:: EXERCISE GOAL ::
Which lines in the data contain the word "TimeoutTrigger"? Please copy each of them.

:: DATA SECTION ::

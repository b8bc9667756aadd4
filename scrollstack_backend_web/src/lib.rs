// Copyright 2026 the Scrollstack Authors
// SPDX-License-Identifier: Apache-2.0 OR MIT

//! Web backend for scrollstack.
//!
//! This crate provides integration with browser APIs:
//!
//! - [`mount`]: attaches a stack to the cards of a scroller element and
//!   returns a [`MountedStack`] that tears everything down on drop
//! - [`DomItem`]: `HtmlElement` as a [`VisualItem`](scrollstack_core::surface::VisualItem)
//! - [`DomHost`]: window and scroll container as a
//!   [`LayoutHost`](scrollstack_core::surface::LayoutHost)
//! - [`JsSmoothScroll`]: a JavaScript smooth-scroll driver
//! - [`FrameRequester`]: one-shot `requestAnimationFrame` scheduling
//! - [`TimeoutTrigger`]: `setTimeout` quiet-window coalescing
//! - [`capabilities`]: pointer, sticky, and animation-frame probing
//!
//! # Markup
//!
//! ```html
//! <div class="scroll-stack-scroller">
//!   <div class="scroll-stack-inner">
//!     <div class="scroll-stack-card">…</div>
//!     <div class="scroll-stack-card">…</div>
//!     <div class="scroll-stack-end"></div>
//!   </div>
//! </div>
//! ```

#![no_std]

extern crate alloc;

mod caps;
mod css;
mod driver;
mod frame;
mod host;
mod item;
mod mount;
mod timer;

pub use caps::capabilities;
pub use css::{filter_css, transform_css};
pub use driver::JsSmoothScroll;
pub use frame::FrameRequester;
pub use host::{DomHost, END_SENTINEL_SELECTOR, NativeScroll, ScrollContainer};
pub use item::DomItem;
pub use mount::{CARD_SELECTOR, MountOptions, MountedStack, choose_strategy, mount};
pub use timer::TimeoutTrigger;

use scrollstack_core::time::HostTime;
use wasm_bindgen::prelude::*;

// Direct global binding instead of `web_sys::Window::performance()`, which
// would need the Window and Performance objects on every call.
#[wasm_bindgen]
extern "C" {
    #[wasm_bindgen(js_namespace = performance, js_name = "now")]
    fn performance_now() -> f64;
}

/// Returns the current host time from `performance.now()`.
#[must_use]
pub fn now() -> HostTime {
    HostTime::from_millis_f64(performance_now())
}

:: WRITTEN ANSWER ::
//! - [`TimeoutTrigger`]: `setTimeout` quiet-window coalescing
pub use timer::TimeoutTrigger;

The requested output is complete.